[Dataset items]
● ● ● ● ● ● ●

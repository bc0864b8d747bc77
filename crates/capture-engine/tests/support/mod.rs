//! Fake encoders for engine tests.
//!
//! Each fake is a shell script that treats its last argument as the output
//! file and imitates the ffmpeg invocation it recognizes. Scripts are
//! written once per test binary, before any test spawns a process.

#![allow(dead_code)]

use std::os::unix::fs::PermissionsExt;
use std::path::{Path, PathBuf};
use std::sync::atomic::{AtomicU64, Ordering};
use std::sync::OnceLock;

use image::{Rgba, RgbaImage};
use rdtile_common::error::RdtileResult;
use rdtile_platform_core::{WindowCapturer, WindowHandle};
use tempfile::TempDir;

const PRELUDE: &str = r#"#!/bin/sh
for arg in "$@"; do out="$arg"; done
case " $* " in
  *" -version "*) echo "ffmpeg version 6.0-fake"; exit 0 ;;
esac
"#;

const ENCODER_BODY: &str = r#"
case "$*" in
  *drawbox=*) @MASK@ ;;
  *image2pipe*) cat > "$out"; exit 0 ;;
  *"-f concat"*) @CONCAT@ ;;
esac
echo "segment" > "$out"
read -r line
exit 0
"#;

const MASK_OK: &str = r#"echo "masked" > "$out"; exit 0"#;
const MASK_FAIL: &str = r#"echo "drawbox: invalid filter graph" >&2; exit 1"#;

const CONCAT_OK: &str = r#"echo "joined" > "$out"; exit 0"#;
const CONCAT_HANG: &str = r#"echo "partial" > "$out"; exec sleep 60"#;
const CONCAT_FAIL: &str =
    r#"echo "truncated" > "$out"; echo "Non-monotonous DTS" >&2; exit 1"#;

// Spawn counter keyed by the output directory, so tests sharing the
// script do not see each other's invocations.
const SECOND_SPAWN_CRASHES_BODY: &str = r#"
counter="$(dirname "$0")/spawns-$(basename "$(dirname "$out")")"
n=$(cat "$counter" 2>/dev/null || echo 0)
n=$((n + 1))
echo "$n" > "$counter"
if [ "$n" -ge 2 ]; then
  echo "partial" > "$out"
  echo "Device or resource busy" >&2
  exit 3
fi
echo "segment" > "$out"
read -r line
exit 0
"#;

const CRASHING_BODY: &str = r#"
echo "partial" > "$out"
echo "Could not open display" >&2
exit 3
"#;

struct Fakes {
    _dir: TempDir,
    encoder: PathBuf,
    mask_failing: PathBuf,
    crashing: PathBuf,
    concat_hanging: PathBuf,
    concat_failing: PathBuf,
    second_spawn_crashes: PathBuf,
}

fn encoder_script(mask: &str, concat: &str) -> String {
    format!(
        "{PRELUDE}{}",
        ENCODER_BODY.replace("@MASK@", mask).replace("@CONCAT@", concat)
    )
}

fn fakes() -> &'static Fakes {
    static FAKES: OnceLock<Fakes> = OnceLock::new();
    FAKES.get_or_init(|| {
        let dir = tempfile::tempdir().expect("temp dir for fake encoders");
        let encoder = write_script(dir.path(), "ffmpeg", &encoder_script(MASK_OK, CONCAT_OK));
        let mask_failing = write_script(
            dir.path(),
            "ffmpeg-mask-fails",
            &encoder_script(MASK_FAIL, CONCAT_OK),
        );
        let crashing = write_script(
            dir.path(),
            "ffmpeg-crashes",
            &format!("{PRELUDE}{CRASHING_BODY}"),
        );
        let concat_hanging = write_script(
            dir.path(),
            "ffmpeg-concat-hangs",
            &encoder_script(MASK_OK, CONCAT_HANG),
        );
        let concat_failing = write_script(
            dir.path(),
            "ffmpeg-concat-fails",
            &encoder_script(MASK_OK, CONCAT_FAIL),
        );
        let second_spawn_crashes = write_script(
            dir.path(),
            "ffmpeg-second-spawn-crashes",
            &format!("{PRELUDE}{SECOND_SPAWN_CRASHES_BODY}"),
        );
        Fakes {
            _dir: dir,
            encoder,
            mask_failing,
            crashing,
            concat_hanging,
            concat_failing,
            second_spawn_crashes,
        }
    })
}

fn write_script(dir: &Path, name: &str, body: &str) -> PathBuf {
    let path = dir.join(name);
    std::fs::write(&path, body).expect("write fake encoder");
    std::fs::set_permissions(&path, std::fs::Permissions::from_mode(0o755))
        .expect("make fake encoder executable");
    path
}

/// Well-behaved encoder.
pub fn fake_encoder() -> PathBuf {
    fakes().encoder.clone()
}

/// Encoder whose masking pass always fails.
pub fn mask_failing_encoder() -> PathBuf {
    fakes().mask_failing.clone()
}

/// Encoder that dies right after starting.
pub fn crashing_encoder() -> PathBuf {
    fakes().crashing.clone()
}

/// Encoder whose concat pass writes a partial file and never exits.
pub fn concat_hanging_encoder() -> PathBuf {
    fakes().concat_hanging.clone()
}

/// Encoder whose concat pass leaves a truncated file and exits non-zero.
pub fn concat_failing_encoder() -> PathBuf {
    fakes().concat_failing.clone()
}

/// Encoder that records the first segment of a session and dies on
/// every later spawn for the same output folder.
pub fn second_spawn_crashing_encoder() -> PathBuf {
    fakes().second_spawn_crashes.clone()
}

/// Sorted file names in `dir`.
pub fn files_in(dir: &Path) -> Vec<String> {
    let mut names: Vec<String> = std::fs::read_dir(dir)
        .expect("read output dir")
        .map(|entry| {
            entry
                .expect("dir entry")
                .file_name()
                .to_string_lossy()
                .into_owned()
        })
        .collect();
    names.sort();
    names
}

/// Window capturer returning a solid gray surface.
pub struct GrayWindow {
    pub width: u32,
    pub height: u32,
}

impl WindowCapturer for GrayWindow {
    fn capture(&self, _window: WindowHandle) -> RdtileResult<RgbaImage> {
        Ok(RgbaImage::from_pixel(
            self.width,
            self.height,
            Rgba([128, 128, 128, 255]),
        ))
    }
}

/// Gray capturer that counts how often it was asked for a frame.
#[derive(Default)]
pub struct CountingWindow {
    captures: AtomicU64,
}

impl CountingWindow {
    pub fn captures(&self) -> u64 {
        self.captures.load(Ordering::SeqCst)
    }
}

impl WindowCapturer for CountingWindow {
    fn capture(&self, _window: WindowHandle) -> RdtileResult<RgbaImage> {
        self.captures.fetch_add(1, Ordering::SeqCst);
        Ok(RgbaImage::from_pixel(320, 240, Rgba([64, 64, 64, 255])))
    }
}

● ● ● ● ● ● ●

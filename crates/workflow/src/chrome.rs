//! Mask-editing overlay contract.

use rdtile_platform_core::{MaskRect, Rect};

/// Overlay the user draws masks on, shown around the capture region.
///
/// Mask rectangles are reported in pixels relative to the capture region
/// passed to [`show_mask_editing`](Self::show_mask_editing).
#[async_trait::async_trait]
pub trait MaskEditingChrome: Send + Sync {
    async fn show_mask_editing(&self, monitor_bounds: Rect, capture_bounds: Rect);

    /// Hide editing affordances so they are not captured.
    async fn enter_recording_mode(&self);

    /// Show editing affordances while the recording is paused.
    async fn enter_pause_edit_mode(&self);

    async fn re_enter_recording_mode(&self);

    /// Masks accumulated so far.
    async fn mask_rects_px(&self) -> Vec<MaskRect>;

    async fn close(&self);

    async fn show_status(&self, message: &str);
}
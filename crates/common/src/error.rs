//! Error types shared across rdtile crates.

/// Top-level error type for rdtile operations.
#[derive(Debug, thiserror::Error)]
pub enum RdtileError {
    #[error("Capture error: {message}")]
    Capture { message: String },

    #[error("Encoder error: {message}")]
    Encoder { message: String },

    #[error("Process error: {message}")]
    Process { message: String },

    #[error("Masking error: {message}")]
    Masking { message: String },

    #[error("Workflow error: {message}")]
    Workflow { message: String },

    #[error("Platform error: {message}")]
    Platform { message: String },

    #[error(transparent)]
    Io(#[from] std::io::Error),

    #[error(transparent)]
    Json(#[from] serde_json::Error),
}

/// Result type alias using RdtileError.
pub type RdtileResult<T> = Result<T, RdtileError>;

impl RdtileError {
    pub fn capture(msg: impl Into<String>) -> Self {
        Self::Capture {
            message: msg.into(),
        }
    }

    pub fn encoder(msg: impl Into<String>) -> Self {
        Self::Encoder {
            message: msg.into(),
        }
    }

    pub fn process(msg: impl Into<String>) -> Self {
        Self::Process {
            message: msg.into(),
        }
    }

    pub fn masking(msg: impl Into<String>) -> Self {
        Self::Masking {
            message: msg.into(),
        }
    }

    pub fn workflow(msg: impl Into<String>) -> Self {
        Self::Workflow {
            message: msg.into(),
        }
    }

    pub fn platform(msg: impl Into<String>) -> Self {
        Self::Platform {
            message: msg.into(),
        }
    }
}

● ● ● ● ● ● ●

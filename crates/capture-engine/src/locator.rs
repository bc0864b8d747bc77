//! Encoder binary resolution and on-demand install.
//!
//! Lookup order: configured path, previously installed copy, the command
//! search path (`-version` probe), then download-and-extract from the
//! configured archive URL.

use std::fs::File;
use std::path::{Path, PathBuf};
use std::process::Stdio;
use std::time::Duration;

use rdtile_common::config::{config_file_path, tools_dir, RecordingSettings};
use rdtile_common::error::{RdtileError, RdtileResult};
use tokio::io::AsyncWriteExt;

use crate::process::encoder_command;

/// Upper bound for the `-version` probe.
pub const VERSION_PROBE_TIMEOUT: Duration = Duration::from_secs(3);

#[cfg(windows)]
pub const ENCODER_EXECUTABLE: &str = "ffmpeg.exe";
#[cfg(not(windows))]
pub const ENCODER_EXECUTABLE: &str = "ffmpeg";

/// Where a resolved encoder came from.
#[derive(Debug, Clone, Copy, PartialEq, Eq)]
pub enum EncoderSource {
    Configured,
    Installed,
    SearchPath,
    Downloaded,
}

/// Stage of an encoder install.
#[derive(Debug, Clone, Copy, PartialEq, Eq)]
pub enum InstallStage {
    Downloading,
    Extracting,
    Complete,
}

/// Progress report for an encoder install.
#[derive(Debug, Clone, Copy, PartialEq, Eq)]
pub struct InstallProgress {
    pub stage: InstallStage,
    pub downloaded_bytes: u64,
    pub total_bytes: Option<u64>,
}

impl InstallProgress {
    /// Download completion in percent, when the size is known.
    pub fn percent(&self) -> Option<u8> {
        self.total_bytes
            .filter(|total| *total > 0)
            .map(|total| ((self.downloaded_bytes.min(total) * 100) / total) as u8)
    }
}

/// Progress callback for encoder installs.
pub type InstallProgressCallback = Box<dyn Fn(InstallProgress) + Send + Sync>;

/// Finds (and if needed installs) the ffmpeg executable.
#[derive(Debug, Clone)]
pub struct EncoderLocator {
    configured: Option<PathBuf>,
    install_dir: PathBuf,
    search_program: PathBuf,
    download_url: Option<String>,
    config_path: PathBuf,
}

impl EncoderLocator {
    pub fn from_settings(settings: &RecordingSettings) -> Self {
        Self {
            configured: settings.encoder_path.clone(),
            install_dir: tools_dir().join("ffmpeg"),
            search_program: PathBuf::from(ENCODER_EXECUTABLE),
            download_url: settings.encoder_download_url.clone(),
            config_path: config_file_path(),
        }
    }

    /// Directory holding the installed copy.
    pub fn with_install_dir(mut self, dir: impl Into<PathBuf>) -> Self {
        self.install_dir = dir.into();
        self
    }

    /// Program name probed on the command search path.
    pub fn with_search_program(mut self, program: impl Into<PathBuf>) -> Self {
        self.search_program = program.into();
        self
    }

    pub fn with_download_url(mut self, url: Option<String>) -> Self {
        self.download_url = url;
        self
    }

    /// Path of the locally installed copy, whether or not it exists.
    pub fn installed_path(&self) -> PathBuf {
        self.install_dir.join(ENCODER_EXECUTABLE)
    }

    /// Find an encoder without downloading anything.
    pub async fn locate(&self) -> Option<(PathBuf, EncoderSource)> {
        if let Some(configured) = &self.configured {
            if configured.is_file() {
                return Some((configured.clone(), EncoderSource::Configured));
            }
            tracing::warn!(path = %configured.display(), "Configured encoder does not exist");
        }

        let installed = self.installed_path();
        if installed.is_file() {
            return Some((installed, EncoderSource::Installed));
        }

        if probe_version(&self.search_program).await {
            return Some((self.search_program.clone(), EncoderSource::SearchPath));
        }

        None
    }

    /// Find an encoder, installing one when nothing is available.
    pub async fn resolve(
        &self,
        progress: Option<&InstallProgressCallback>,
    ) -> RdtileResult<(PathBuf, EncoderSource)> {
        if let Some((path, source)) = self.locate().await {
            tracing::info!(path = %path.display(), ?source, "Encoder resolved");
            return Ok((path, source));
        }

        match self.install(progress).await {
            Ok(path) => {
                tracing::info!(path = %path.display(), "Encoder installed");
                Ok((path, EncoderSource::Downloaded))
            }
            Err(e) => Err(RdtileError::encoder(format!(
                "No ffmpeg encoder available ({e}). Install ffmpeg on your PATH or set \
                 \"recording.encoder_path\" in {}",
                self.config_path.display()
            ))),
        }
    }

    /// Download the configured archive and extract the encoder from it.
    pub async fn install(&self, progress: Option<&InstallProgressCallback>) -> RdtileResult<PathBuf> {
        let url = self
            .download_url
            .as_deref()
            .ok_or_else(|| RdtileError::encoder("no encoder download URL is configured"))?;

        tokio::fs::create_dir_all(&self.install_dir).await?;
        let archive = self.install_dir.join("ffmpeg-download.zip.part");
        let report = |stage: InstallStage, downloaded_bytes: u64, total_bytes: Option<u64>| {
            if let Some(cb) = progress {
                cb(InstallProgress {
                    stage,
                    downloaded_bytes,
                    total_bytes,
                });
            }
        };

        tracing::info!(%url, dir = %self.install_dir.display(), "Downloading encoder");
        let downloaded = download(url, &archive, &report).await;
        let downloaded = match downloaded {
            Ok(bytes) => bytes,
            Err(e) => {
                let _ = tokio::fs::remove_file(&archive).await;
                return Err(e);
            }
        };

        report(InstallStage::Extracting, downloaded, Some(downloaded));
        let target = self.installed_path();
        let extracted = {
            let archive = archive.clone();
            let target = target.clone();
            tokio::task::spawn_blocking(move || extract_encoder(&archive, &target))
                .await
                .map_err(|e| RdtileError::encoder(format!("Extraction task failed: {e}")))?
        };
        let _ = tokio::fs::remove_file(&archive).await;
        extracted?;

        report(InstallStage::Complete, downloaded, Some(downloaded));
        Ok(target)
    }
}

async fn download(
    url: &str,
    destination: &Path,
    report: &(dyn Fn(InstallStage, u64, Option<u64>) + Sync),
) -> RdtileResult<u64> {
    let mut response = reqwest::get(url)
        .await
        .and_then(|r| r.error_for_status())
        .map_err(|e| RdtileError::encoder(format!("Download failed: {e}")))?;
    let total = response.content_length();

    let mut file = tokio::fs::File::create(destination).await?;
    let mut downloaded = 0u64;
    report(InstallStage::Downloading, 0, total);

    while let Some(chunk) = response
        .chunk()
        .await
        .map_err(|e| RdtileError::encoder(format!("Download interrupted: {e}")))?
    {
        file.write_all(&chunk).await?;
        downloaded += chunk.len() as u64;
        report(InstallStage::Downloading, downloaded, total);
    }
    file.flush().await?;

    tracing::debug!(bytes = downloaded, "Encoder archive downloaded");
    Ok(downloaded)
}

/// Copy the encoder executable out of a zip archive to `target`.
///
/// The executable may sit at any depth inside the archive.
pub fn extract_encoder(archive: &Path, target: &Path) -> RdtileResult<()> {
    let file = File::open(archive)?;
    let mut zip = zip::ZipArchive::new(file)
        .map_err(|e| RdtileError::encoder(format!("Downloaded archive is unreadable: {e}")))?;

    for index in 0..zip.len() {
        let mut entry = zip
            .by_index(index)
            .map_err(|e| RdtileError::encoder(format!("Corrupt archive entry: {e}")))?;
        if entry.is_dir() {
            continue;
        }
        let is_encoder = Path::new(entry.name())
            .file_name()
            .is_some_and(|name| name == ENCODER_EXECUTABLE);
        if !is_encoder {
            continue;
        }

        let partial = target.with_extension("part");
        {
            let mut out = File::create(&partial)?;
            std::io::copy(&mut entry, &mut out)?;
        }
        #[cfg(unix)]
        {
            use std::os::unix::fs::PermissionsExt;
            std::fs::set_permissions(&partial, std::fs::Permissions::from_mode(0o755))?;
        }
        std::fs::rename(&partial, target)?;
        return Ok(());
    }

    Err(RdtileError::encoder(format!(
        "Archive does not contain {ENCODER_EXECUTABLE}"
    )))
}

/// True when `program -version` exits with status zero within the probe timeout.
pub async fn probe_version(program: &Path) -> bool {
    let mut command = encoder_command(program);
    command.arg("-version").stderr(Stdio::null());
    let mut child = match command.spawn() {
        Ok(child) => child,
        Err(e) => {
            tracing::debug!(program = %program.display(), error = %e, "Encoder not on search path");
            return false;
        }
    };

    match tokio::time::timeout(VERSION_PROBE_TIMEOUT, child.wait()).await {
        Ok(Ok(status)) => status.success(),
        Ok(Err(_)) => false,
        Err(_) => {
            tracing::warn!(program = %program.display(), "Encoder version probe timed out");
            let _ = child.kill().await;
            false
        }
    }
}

● ● ● ● ● ● ●

Problem requirements
Search the records for lines holding the word "affordances", then copy each line you find.

Solved problem
    /// Hide editing affordances so they are not captured.
    /// Show editing affordances while the recording is paused.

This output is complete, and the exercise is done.